* _What is required_:
With no word left out, write out the entire listing.

* _Supplied information_:
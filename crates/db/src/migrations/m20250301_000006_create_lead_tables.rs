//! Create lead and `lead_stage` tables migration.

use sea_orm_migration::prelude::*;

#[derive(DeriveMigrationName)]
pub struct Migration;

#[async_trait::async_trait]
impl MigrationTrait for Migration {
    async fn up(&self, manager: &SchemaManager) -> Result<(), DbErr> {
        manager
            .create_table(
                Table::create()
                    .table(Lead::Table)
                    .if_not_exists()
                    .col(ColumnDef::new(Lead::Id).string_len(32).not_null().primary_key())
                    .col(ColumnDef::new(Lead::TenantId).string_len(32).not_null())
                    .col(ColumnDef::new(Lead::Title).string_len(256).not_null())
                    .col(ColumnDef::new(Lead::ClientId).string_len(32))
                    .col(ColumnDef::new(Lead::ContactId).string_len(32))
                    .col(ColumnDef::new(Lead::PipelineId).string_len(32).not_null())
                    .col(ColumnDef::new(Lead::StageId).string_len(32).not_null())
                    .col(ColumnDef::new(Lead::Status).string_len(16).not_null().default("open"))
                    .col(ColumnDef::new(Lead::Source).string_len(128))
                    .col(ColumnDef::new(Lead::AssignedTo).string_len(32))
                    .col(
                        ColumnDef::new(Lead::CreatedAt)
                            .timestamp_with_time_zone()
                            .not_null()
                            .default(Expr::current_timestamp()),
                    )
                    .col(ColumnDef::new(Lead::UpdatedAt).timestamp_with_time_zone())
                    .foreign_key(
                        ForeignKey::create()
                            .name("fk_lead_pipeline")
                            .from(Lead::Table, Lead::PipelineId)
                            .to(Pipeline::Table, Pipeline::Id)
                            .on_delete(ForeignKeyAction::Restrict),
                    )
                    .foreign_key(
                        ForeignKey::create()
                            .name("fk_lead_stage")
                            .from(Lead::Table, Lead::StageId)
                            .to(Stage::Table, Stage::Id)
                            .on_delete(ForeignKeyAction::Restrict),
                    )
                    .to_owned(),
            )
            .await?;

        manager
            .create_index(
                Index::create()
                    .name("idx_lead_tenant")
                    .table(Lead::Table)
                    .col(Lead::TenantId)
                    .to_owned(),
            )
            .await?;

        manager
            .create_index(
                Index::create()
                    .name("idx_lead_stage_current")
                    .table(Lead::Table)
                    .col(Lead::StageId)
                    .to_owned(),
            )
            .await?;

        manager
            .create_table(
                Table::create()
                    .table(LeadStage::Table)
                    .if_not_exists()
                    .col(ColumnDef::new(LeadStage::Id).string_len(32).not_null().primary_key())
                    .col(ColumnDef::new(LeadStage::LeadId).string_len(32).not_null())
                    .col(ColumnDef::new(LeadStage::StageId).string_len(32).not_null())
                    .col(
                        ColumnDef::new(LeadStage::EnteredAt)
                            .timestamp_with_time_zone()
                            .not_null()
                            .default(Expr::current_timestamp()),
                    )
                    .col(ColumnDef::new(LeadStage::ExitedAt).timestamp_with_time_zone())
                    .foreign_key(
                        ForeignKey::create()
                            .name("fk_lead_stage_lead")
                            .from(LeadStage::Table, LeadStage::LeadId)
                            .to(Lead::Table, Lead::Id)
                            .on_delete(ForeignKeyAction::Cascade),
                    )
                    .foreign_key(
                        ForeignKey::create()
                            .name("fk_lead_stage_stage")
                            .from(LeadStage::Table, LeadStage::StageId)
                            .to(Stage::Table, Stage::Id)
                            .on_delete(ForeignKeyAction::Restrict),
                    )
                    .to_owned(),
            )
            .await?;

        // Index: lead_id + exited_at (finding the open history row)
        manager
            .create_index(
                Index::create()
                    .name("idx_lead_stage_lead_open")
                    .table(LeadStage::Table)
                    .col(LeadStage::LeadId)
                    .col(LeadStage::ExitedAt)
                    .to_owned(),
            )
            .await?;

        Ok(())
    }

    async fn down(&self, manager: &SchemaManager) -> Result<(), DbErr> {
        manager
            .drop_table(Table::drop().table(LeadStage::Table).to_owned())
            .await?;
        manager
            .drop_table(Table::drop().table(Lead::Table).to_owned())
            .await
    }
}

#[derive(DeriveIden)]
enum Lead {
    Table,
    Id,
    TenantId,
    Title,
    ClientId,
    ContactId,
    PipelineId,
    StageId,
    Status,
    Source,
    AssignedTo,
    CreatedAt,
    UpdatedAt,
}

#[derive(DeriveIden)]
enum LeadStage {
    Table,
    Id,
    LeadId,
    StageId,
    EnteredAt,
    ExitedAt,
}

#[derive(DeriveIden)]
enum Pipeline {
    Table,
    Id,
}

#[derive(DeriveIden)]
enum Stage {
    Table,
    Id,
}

* _Final answer_:
filename crates/db/src/migrations/m20250301_000006_create_lead_tables.rs
//! Create lead and `lead_stage` tables migration.

use sea_orm_migration::prelude::*;

#[derive(DeriveMigrationName)]
pub struct Migration;

#[async_trait::async_trait]
impl MigrationTrait for Migration {
    async fn up(&self, manager: &SchemaManager) -> Result<(), DbErr> {
        manager
            .create_table(
                Table::create()
                    .table(Lead::Table)
                    .if_not_exists()
                    .col(ColumnDef::new(Lead::Id).string_len(32).not_null().primary_key())
                    .col(ColumnDef::new(Lead::TenantId).string_len(32).not_null())
                    .col(ColumnDef::new(Lead::Title).string_len(256).not_null())
                    .col(ColumnDef::new(Lead::ClientId).string_len(32))
                    .col(ColumnDef::new(Lead::ContactId).string_len(32))
                    .col(ColumnDef::new(Lead::PipelineId).string_len(32).not_null())
                    .col(ColumnDef::new(Lead::StageId).string_len(32).not_null())
                    .col(ColumnDef::new(Lead::Status).string_len(16).not_null().default("open"))
                    .col(ColumnDef::new(Lead::Source).string_len(128))
                    .col(ColumnDef::new(Lead::AssignedTo).string_len(32))
                    .col(
                        ColumnDef::new(Lead::CreatedAt)
                            .timestamp_with_time_zone()
                            .not_null()
                            .default(Expr::current_timestamp()),
                    )
                    .col(ColumnDef::new(Lead::UpdatedAt).timestamp_with_time_zone())
                    .foreign_key(
                        ForeignKey::create()
                            .name("fk_lead_pipeline")
                            .from(Lead::Table, Lead::PipelineId)
                            .to(Pipeline::Table, Pipeline::Id)
                            .on_delete(ForeignKeyAction::Restrict),
                    )
                    .foreign_key(
                        ForeignKey::create()
                            .name("fk_lead_stage")
                            .from(Lead::Table, Lead::StageId)
                            .to(Stage::Table, Stage::Id)
                            .on_delete(ForeignKeyAction::Restrict),
                    )
                    .to_owned(),
            )
            .await?;

        manager
            .create_index(
                Index::create()
                    .name("idx_lead_tenant")
                    .table(Lead::Table)
                    .col(Lead::TenantId)
                    .to_owned(),
            )
            .await?;

        manager
            .create_index(
                Index::create()
                    .name("idx_lead_stage_current")
                    .table(Lead::Table)
                    .col(Lead::StageId)
                    .to_owned(),
            )
            .await?;

        manager
            .create_table(
                Table::create()
                    .table(LeadStage::Table)
                    .if_not_exists()
                    .col(ColumnDef::new(LeadStage::Id).string_len(32).not_null().primary_key())
                    .col(ColumnDef::new(LeadStage::LeadId).string_len(32).not_null())
                    .col(ColumnDef::new(LeadStage::StageId).string_len(32).not_null())
                    .col(
                        ColumnDef::new(LeadStage::EnteredAt)
                            .timestamp_with_time_zone()
                            .not_null()
                            .default(Expr::current_timestamp()),
                    )
                    .col(ColumnDef::new(LeadStage::ExitedAt).timestamp_with_time_zone())
                    .foreign_key(
                        ForeignKey::create()
                            .name("fk_lead_stage_lead")
                            .from(LeadStage::Table, LeadStage::LeadId)
                            .to(Lead::Table, Lead::Id)
                            .on_delete(ForeignKeyAction::Cascade),
                    )
                    .foreign_key(
                        ForeignKey::create()
                            .name("fk_lead_stage_stage")
                            .from(LeadStage::Table, LeadStage::StageId)
                            .to(Stage::Table, Stage::Id)
                            .on_delete(ForeignKeyAction::Restrict),
                    )
                    .to_owned(),
            )
            .await?;

        // Index: lead_id + exited_at (finding the open history row)
        manager
            .create_index(
                Index::create()
                    .name("idx_lead_stage_lead_open")
                    .table(LeadStage::Table)
                    .col(LeadStage::LeadId)
                    .col(LeadStage::ExitedAt)
                    .to_owned(),
            )
            .await?;

        Ok(())
    }

    async fn down(&self, manager: &SchemaManager) -> Result<(), DbErr> {
        manager
            .drop_table(Table::drop().table(LeadStage::Table).to_owned())
            .await?;
        manager
            .drop_table(Table::drop().table(Lead::Table).to_owned())
            .await
    }
}

#[derive(DeriveIden)]
enum Lead {
    Table,
    Id,
    TenantId,
    Title,
    ClientId,
    ContactId,
    PipelineId,
    StageId,
    Status,
    Source,
    AssignedTo,
    CreatedAt,
    UpdatedAt,
}

#[derive(DeriveIden)]
enum LeadStage {
    Table,
    Id,
    LeadId,
    StageId,
    EnteredAt,
    ExitedAt,
}

#[derive(DeriveIden)]
enum Pipeline {
    Table,
    Id,
}

#[derive(DeriveIden)]
enum Stage {
    Table,
    Id,
}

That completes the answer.